I take great solace in a letter a great writer, William S. Burroughs, wrote to Truman Capote, decrying the In Cold Blood author’s loathing of due process in police investigations. I feel it has great relevance applied to this rogues’ gallery working today; I have emphasized my favorite part as well:
“I have in line of duty read all your published work. The early work was in some respects promising—I refer particularly to the short stories. You were granted an area for psychic development. It seemed for a while as if you would make good use of this grant. You choose instead to sell out a talent that is not yours to sell…You have betrayed and sold out the talent that was granted you by this department. That talent is now officially withdrawn. Enjoy your dirty money. You will never have anything else. You will never write another sentence above the level of In Cold Blood. As a writer you are finished. Over and out. Are you tracking me? Know who I am? You know me, Truman. You have known me for a long time. This is my last visit.”

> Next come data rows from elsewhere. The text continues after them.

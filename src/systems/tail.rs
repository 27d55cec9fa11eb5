use crate::components::{Drawable, EntityKind, PixelPosition, TailSegment};
use crate::events::SnakeStepped;
use crate::resources::GridSettings;
use bevy::prelude::*;

/// Picks the segment to evict. Ties go to the one seen last.
pub fn oldest_segment<'a>(
    segments: impl Iterator<Item = (Entity, &'a TailSegment)>,
) -> Option<Entity> {
    let mut oldest = None;
    let mut oldest_age = 0;
    for (entity, segment) in segments {
        if segment.age >= oldest_age {
            oldest = Some(entity);
            oldest_age = segment.age;
        }
    }
    oldest
}

// Runs once per grid step: ages the tail, grows it at the vacated cell and
// drops the oldest segment once the target length is reached.
pub fn tail_step_system(
    mut commands: Commands,
    grid_settings: Res<GridSettings>,
    mut step_events: EventReader<SnakeStepped>,
    mut tail_query: Query<(Entity, &mut TailSegment)>,
) {
    for step in step_events.read() {
        for (_, mut segment) in tail_query.iter_mut() {
            segment.age += 1;
        }

        // Counted before this step's spawn and despawn are applied
        let count = tail_query.iter().count();

        if count <= step.target_tail_length {
            let cell_size = grid_settings.cell_size();
            commands.spawn((
                step.vacated,
                PixelPosition::default(),
                Drawable {
                    width: cell_size.x,
                    height: cell_size.y,
                    color: step.color,
                },
                TailSegment { age: 0 },
                EntityKind::Tail,
            ));
        }

        // Not an else: at exactly the target both branches run, so the tail
        // briefly holds one extra segment until the commands are applied.
        if count >= step.target_tail_length {
            if let Some(entity) = oldest_segment(tail_query.iter()) {
                commands.entity(entity).despawn();
            }
        }
    }
}
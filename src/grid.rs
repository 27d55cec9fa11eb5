// Grid geometry: cells, pixels and wrap-around
use crate::components::{GridPosition, PixelPosition};
use crate::resources::GridSettings;
use bevy::prelude::*;

/// Top-left pixel of a cell.
pub fn cell_to_pixel(cell: GridPosition, cell_size: Vec2) -> PixelPosition {
    PixelPosition {
        x: cell.x as f32 * cell_size.x,
        y: cell.y as f32 * cell_size.y,
    }
}

/// Torus wrap for a cell that stepped at most one cell off the grid.
/// Larger jumps are not brought back in range.
pub fn wrap(cell: &mut GridPosition, grid: &GridSettings) {
    if cell.x >= grid.grid_width {
        cell.x = 0;
    }
    if cell.x < 0 {
        cell.x = grid.grid_width - 1;
    }
    if cell.y >= grid.grid_height {
        cell.y = 0;
    }
    if cell.y < 0 {
        cell.y = grid.grid_height - 1;
    }
}

pub fn wrapped(mut cell: GridPosition, grid: &GridSettings) -> GridPosition {
    wrap(&mut cell, grid);
    cell
}

pub fn in_bounds(cell: GridPosition, grid: &GridSettings) -> bool {
    (0..grid.grid_width).contains(&cell.x) && (0..grid.grid_height).contains(&cell.y)
}

/// Converts a top-left window rectangle into the centered, y-up
/// translation the 2D camera expects.
pub fn pixel_to_translation(pixel: PixelPosition, size: Vec2, grid: &GridSettings) -> Vec3 {
    let half_width = grid.window_width / 2.0;
    let half_height = grid.window_height / 2.0;

    Vec3::new(
        pixel.x + size.x / 2.0 - half_width,
        half_height - (pixel.y + size.y / 2.0),
        0.0,
    )
}
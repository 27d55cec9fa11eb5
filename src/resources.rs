// resources.rs
use crate::components::{GridDirection, GridPosition};
use crate::error::ConfigError;
use bevy::prelude::*;
use rand::rngs::StdRng;
use rand::{Rng, SeedableRng};

pub const WINDOW_WIDTH: f32 = 960.0;
pub const WINDOW_HEIGHT: f32 = 960.0;
pub const GRID_WIDTH: i32 = 24;
pub const GRID_HEIGHT: i32 = 24;

pub const HEAD_COLOR: Color = Color::srgb(0.0, 0.475, 0.945); // rgb(0, 121, 241)
pub const APPLE_COLOR: Color = Color::srgb(0.902, 0.161, 0.216); // rgb(230, 41, 55)
pub const BACKGROUND_COLOR: Color = Color::srgb(0.392, 1.0, 0.31); // rgb(100, 255, 79)

#[derive(Resource, Clone, Debug, PartialEq)]
pub struct GridSettings {
    pub window_width: f32,
    pub window_height: f32,
    pub grid_width: i32,
    pub grid_height: i32,
}

impl Default for GridSettings {
    fn default() -> Self {
        Self {
            window_width: WINDOW_WIDTH,
            window_height: WINDOW_HEIGHT,
            grid_width: GRID_WIDTH,   // 24 cells of 40px across
            grid_height: GRID_HEIGHT, // 24 cells of 40px down
        }
    }
}

impl GridSettings {
    pub fn new(
        window_width: f32,
        window_height: f32,
        grid_width: i32,
        grid_height: i32,
    ) -> Result<Self, ConfigError> {
        if grid_width <= 0 || grid_height <= 0 {
            return Err(ConfigError::EmptyGrid {
                width: grid_width,
                height: grid_height,
            });
        }
        // Written so NaN is rejected too
        if !(window_width > 0.0 && window_height > 0.0) {
            return Err(ConfigError::InvalidWindow {
                width: window_width,
                height: window_height,
            });
        }

        Ok(Self {
            window_width,
            window_height,
            grid_width,
            grid_height,
        })
    }

    /// Pixel size of one cell.
    pub fn cell_size(&self) -> Vec2 {
        Vec2::new(
            self.window_width / self.grid_width as f32,
            self.window_height / self.grid_height as f32,
        )
    }

    pub fn cell_count(&self) -> usize {
        self.grid_width as usize * self.grid_height as usize
    }

    pub fn center(&self) -> GridPosition {
        GridPosition::new(self.grid_width / 2 - 1, self.grid_height / 2 - 1)
    }

    pub fn random_cell(&self, rng: &mut impl Rng) -> GridPosition {
        GridPosition::new(
            rng.random_range(0..self.grid_width),
            rng.random_range(0..self.grid_height),
        )
    }
}

/// Gameplay parameters fixed at startup.
#[derive(Resource, Clone, Debug, PartialEq)]
pub struct GameRules {
    pub apple_population: usize,
    pub initial_tail_length: usize,
    pub move_interval: f32,
    pub initial_direction: GridDirection,
}

impl Default for GameRules {
    fn default() -> Self {
        Self {
            apple_population: 3,
            initial_tail_length: 3,
            move_interval: 0.25,
            initial_direction: GridDirection::RIGHT,
        }
    }
}

impl GameRules {
    /// Caps the apple population at the number of cells, otherwise the
    /// spawner could never find a free cell.
    pub fn clamped_to(mut self, grid: &GridSettings) -> Self {
        let capacity = grid.cell_count();
        if self.apple_population > capacity {
            warn!(
                "Apple population {} exceeds grid capacity, clamping to {}",
                self.apple_population, capacity
            );
            self.apple_population = capacity;
        }
        self
    }
}

/// Cross-frame simulation flags. Only the collision system raises
/// `game_over`; only the reset controller clears it.
#[derive(Resource, Default, Debug)]
pub struct SimulationState {
    pub game_over: bool,
}

#[derive(Resource)]
pub struct AppleRng(pub StdRng);

impl Default for AppleRng {
    fn default() -> Self {
        Self(StdRng::from_os_rng())
    }
}

impl AppleRng {
    pub fn seeded(seed: u64) -> Self {
        Self(StdRng::seed_from_u64(seed))
    }
}
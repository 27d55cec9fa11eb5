use thiserror::Error;

#[derive(Debug, Error, Clone, PartialEq)]
pub enum ConfigError {
    #[error("grid must have at least one cell, got {width}x{height}")]
    EmptyGrid { width: i32, height: i32 },
    #[error("window must have a positive size, got {width}x{height}")]
    InvalidWindow { width: f32, height: f32 },
}
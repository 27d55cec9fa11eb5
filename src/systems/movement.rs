// In src/systems/movement.rs
use crate::components::{Drawable, GridDirection, GridPosition, SnakeHead};
use crate::events::SnakeStepped;
use crate::grid::{in_bounds, wrap, wrapped};
use crate::resources::GridSettings;
use bevy::prelude::*;

pub fn clamp_direction_system(mut query: Query<&mut GridDirection>) {
    for mut direction in query.iter_mut() {
        let clamped = direction.clamped();
        // Avoid tripping change detection every frame
        if *direction != clamped {
            *direction = clamped;
        }
    }
}

pub fn snake_movement_system(
    time: Res<Time>,
    grid_settings: Res<GridSettings>,
    mut query: Query<(
        &mut GridPosition,
        &GridDirection,
        &Drawable,
        &mut SnakeHead,
    )>,
    mut step_events: EventWriter<SnakeStepped>,
) {
    for (mut pos, direction, drawable, mut head) in query.iter_mut() {
        // At most one cell per frame, however long the frame was
        if !head.tick(time.delta_secs()) {
            continue;
        }

        *pos = pos.offset(*direction);
        wrap(&mut pos, &grid_settings);
        debug_assert!(in_bounds(*pos, &grid_settings));

        let vacated = wrapped(pos.offset(direction.reversed()), &grid_settings);
        step_events.send(SnakeStepped {
            vacated,
            color: drawable.color,
            target_tail_length: head.target_tail_length,
        });
    }
}
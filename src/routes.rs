//! Screen paths and the segment-list view of the current location.

#[cfg(test)]
#[path = "routes_test.rs"]
mod routes_test;

use std::fmt;

/// First segment shared by every public (signed-out) screen.
pub const PUBLIC_GROUP: &str = "auth";

/// Protected home screen; the only redirect target.
pub const HOME_PATH: &str = "/home";

pub const SIGN_IN_PATH: &str = "/auth/signin";
pub const SIGN_UP_PATH: &str = "/auth/signup";

/// The currently displayed screen as ordered path segments.
///
/// Empty segments are dropped, so `""`, `"/"` and `"//"` all denote the
/// landing location.
#[derive(Clone, Debug, Default, PartialEq, Eq, Hash)]
pub struct Location {
    segments: Vec<String>,
}

impl Location {
    /// The landing location (no segments).
    pub fn root() -> Self {
        Self::default()
    }

    pub fn from_path(path: &str) -> Self {
        let path = path.split(['?', '#']).next().unwrap_or_default();
        let segments = path.split('/').filter(|s| !s.is_empty()).map(str::to_owned).collect();
        Self { segments }
    }

    pub fn is_root(&self) -> bool {
        self.segments.is_empty()
    }

    /// Whether the first segment is exactly `group`.
    pub fn in_group(&self, group: &str) -> bool {
        self.segments.first().is_some_and(|s| s == group)
    }

    /// Whether this location is the screen at `path`.
    pub fn is_at(&self, path: &str) -> bool {
        *self == Self::from_path(path)
    }
}

impl fmt::Display for Location {
    fn fmt(&self, f: &mut fmt::Formatter<'_>) -> fmt::Result {
        write!(f, "/{}", self.segments.join("/"))
    }
}
#[cfg(test)]
#[path = "session_test.rs"]
mod session_test;

use crate::net::types::UserIdentity;

/// Resolution progress of the launch-time identity check.
///
/// Starts as `Loading` and settles exactly once into one of the terminal
/// variants. Nothing short of a relaunch returns it to `Loading`.
#[derive(Clone, Debug, Default, PartialEq)]
pub enum SessionState {
    #[default]
    Loading,
    Authenticated(UserIdentity),
    Unauthenticated,
}

impl SessionState {
    /// `true` while the identity check is outstanding; the host renders a
    /// neutral waiting screen for as long as this holds.
    pub fn is_resolving(&self) -> bool {
        matches!(self, Self::Loading)
    }

    pub fn is_authenticated(&self) -> bool {
        matches!(self, Self::Authenticated(_))
    }

    /// Apply a terminal outcome.
    ///
    /// Only a `Loading` state accepts it, and only a terminal outcome is
    /// accepted. Returns whether the state changed.
    pub fn settle(&mut self, outcome: SessionState) -> bool {
        if !self.is_resolving() || outcome.is_resolving() {
            return false;
        }
        *self = outcome;
        true
    }
}
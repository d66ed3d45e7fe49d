//! Shared client-side state.
//!
//! DESIGN
//! ======
//! The session is the only shared state. It lives in a signal pair created
//! by the root component: the resolver task holds the sole writer, everything
//! else reads through context.

pub mod session;
//! Session-gated navigation.
//!
//! - `resolver`: one-shot identity check producing the session state.
//! - `gate`: pure redirect policy over `(SessionState, Location)`.
//! - `redirect`: de-duplication of outstanding redirect instructions.

pub mod gate;
pub mod redirect;
pub mod resolver;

There are many steps each of us might take on a journey as perilous as that of becoming our true, authentic selves. And just like Basho, trudging along the five highways of Edo Japan, we may be drawn toward new destinations throughout our life. Speaking for myself, it’s been many wonderful things: becoming a professional writer, an uncle, a healthier person, moving across the country. My journey has mostly been through rolling meadows and along grassy pastures, insulated from many of society’s worst depredations. I am a straight, white, cisgender man—buffeted, I feel it important to say, by the vanishing rarity of parents with good-paying blue-collar jobs and union benefits.

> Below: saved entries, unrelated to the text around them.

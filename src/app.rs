//! Root application component with routing, session context and the gate.

use std::cell::{Cell, RefCell};
use std::rc::Rc;

use leptos::prelude::*;
use leptos_meta::{MetaTags, Stylesheet, Title, provide_meta_context};
use leptos_router::{
    StaticSegment,
    components::{Route, Router, Routes},
    hooks::{use_location, use_navigate},
};

use crate::auth::gate::GatePhase;
use crate::auth::redirect::{RedirectTracker, gate_step};
use crate::components::loading_screen::LoadingScreen;
use crate::config::ClientConfig;
use crate::pages::{home::HomePage, landing::LandingPage, sign_in::SignInPage, sign_up::SignUpPage};
use crate::routes::Location;
use crate::state::session::SessionState;

/// HTML shell rendered on the server for SSR + hydration.
pub fn shell(options: LeptosOptions) -> impl IntoView {
    view! {
        <!DOCTYPE html>
        <html lang="en">
            <head>
                <meta charset="utf-8"/>
                <meta name="viewport" content="width=device-width, initial-scale=1"/>
                <AutoReload options=options.clone()/>
                <HydrationScripts options/>
                <MetaTags/>
            </head>
            <body>
                <App/>
            </body>
        </html>
    }
}

/// Root application component.
///
/// Owns the session cell. The write half goes to the resolver task only;
/// descendants get the read half and the client config through context.
#[component]
pub fn App() -> impl IntoView {
    provide_meta_context();

    let config = ClientConfig::from_build_env();
    let (session, set_session) = signal(SessionState::Loading);
    provide_context(session);
    provide_context(config.clone());

    spawn_session_resolver(&config, set_session);

    view! {
        <Stylesheet id="leptos" href="/pkg/session-gate.css"/>
        <Title text="Session Gate"/>

        <Router>
            <RouteGate/>
            <Show when=move || !session.get().is_resolving() fallback=|| view! { <LoadingScreen/> }>
                <Routes fallback=|| "Page not found.".into_view()>
                    <Route path=StaticSegment("") view=LandingPage/>
                    <Route path=(StaticSegment("auth"), StaticSegment("signin")) view=SignInPage/>
                    <Route path=(StaticSegment("auth"), StaticSegment("signup")) view=SignUpPage/>
                    <Route path=StaticSegment("home") view=HomePage/>
                </Routes>
            </Show>
        </Router>
    }
}

/// Schedule the launch-time identity check on the event loop.
///
/// A response that arrives after the root has been torn down finds a
/// disposed signal and is dropped.
fn spawn_session_resolver(config: &ClientConfig, set_session: WriteSignal<SessionState>) {
    #[cfg(feature = "hydrate")]
    {
        use crate::auth::resolver::{LAUNCH, SessionResolver};
        use crate::net::api::HttpIdentitySource;

        let source = HttpIdentitySource::new(config);
        leptos::task::spawn_local(async move {
            let resolver = SessionResolver::new(source, &LAUNCH);
            if let Some(outcome) = resolver.resolve().await {
                let _ = set_session.try_update(|state| state.settle(outcome));
            }
        });
    }
    #[cfg(not(feature = "hydrate"))]
    {
        let _ = (config, set_session);
    }
}

/// Navigation adapter for the route gate.
///
/// Re-runs `decide` whenever the session or the pathname changes and applies
/// its answer with history replacement. Renders nothing.
#[component]
pub fn RouteGate() -> impl IntoView {
    let session = expect_context::<ReadSignal<SessionState>>();
    let pathname = use_location().pathname;
    let navigate = use_navigate();
    let tracker = Rc::new(RefCell::new(RedirectTracker::default()));
    let phase = Rc::new(Cell::new(GatePhase::Deferring));

    Effect::new(move || {
        let location = Location::from_path(&pathname.get());
        let step = session.with(|state| {
            let now = GatePhase::of(state);
            if phase.replace(now) != now {
                leptos::logging::log!("gate: {now:?}");
            }
            gate_step(&mut tracker.borrow_mut(), state, &location)
        });

        if let Some((target, options)) = step {
            leptos::logging::log!("gate: {location} -> {target}");
            navigate(target, options);
        }
    });
}
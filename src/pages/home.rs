//! Protected home screen; the gate's redirect target.

use leptos::prelude::*;

use crate::state::session::SessionState;

/// Home page — only reachable in practice once a session is confirmed.
///
/// Guarding deep links into protected screens is left to those screens; this
/// one simply renders nothing personal without an identity.
#[component]
pub fn HomePage() -> impl IntoView {
    let session = expect_context::<ReadSignal<SessionState>>();
    let signed_in = move || session.with(SessionState::is_authenticated);

    view! {
        <div class="home-page">
            <h1>"Home"</h1>
            <Show when=signed_in fallback=|| view! { <p>"You are not signed in."</p> }>
                <p>"Welcome back."</p>
            </Show>
        </div>
    }
}
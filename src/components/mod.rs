//! Reusable presentational components.

pub mod loading_screen;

So what then about people whose path to self-realization might take them along the mountain routes—through deep snow, blinding rain, and bitter cold? Those forced to travel without any companions to help them along the way, prey for the bandits and goons lurking along the roadway?
Well, we help those travelers as best we can. As they say in 12-step recovery programs, we don’t shoot our wounded. What do we make of the kind of people who’d target the most vulnerable on their life’s journey? I’d call them people in dire need of their own cosmic change. If what Keats wrote all those years ago is true—and I think it is—then becoming your true self is among the most beautiful things you can do with your life. I hope, for those youngsters coming into their own as transgender in 2021, that the future is an increasingly kind place in which they can dwell.

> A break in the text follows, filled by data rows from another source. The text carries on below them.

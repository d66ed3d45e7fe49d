use super::*;
use crate::net::types::UserIdentity;

fn authed(id: &str) -> SessionState {
    SessionState::Authenticated(UserIdentity(serde_json::json!({ "id": id })))
}

fn home() -> RedirectDecision {
    RedirectDecision::Replace { target: HOME_PATH }
}

const SAMPLE_PATHS: &[&str] = &[
    "",
    "/",
    "/auth",
    "/auth/signin",
    "/auth/signup",
    "/home",
    "/settings",
    "/settings/language",
    "/legal/terms",
    "/authors",
];

// =============================================================
// Loading defers
// =============================================================

#[test]
fn loading_never_redirects() {
    for path in SAMPLE_PATHS {
        assert_eq!(decide(&SessionState::Loading, &Location::from_path(path)), RedirectDecision::NoAction, "{path}");
    }
}

#[test]
fn phase_follows_session() {
    assert_eq!(GatePhase::of(&SessionState::Loading), GatePhase::Deferring);
    assert_eq!(GatePhase::of(&SessionState::Unauthenticated), GatePhase::Active);
    assert_eq!(GatePhase::of(&authed("u1")), GatePhase::Active);
}

// =============================================================
// Authenticated
// =============================================================

#[test]
fn authenticated_at_root_goes_home() {
    assert_eq!(decide(&authed("u1"), &Location::root()), home());
    assert_eq!(decide(&authed("u1"), &Location::from_path("/")), home());
}

#[test]
fn authenticated_in_public_group_goes_home() {
    for path in ["/auth", "/auth/signin", "/auth/signup", "/auth/reset/step-2"] {
        assert_eq!(decide(&authed("u1"), &Location::from_path(path)), home(), "{path}");
    }
}

#[test]
fn authenticated_elsewhere_stays() {
    for path in ["/home", "/settings", "/settings/language", "/legal/terms", "/authors"] {
        assert_eq!(decide(&authed("u1"), &Location::from_path(path)), RedirectDecision::NoAction, "{path}");
    }
}

#[test]
fn identity_content_does_not_matter() {
    let loc = Location::from_path("/auth/signin");
    let odd = SessionState::Authenticated(UserIdentity(serde_json::json!({})));
    assert_eq!(decide(&odd, &loc), decide(&authed("u9"), &loc));
}

// =============================================================
// Unauthenticated
// =============================================================

#[test]
fn unauthenticated_never_redirects() {
    for path in SAMPLE_PATHS {
        let decision = decide(&SessionState::Unauthenticated, &Location::from_path(path));
        assert_eq!(decision, RedirectDecision::NoAction, "{path}");
    }
}

// =============================================================
// Purity
// =============================================================

#[test]
fn decide_is_deterministic_across_call_orders() {
    let states = [SessionState::Loading, SessionState::Unauthenticated, authed("u1")];
    let locations: Vec<Location> = SAMPLE_PATHS.iter().map(|p| Location::from_path(p)).collect();

    let forward: Vec<RedirectDecision> =
        states.iter().flat_map(|s| locations.iter().map(move |l| decide(s, l))).collect();
    let mut backward: Vec<RedirectDecision> =
        states.iter().rev().flat_map(|s| locations.iter().rev().map(move |l| decide(s, l))).collect();

    backward.reverse();
    assert_eq!(forward, backward);
}

#[test]
fn repeated_evaluation_is_stable() {
    let state = authed("u1");
    let loc = Location::from_path("/auth/signin");
    let first = decide(&state, &loc);
    for _ in 0..5 {
        assert_eq!(decide(&state, &loc), first);
    }
}

// =============================================================
// Scenarios
// =============================================================

#[test]
fn pending_check_defers_across_location_change() {
    let state = SessionState::Loading;
    assert_eq!(decide(&state, &Location::from_path("")), RedirectDecision::NoAction);
    assert_eq!(decide(&state, &Location::from_path("auth/signin")), RedirectDecision::NoAction);
}

#[test]
fn confirmed_session_on_sign_in_goes_home() {
    assert_eq!(decide(&authed("u2"), &Location::from_path("auth/signin")), home());
}
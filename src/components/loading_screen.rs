//! Neutral waiting indicator shown while the session is resolving.

use leptos::prelude::*;

#[component]
pub fn LoadingScreen() -> impl IntoView {
    view! {
        <div class="loading-screen" role="status" aria-busy="true">
            <div class="loading-screen__spinner"></div>
        </div>
    }
}
use super::*;

#[test]
fn source_targets_configured_identity_url() {
    let config = ClientConfig::from_raw(Some("https://id.example.com/")).unwrap();
    let source = HttpIdentitySource::new(&config);
    assert_eq!(source.url(), "https://id.example.com/api/auth/me");
}

#[test]
fn same_origin_source_uses_relative_url() {
    let source = HttpIdentitySource::new(&ClientConfig::default());
    assert_eq!(source.url(), "/api/auth/me");
}

#[test]
fn status_error_names_the_status() {
    let err = IdentityError::Status { status: 502 };
    assert_eq!(err.to_string(), "identity service returned status 502");
}

#[cfg(not(feature = "hydrate"))]
#[test]
fn server_build_has_no_transport() {
    let source = HttpIdentitySource::new(&ClientConfig::default());
    let result = futures::executor::block_on(source.fetch_identity());
    assert_eq!(result, Err(IdentityError::Unavailable));
}
//! Conversion engine - per-kind SAFE conversion formulas.

mod conversion_engine;
mod conversion_model;
mod mfn;

pub use conversion_engine::*;
pub use conversion_model::*;
pub use mfn::*;

#[cfg(test)]
mod conversion_engine_tests;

Despite the rocky road ahead, I am confident it will be. The bigots who make life so hard for trans people will be remembered years from now the way we remember people who whipped up panic about gay marriage, affirmative action, and interracial dating. How foolish it is to fear this passage of time—to grip too tightly, to lash out in fear, is true foolishness.
After all, as I look out my back window, having completed this essay, I see something new. In the yard next door, the white blossoms have come in on the orange tree.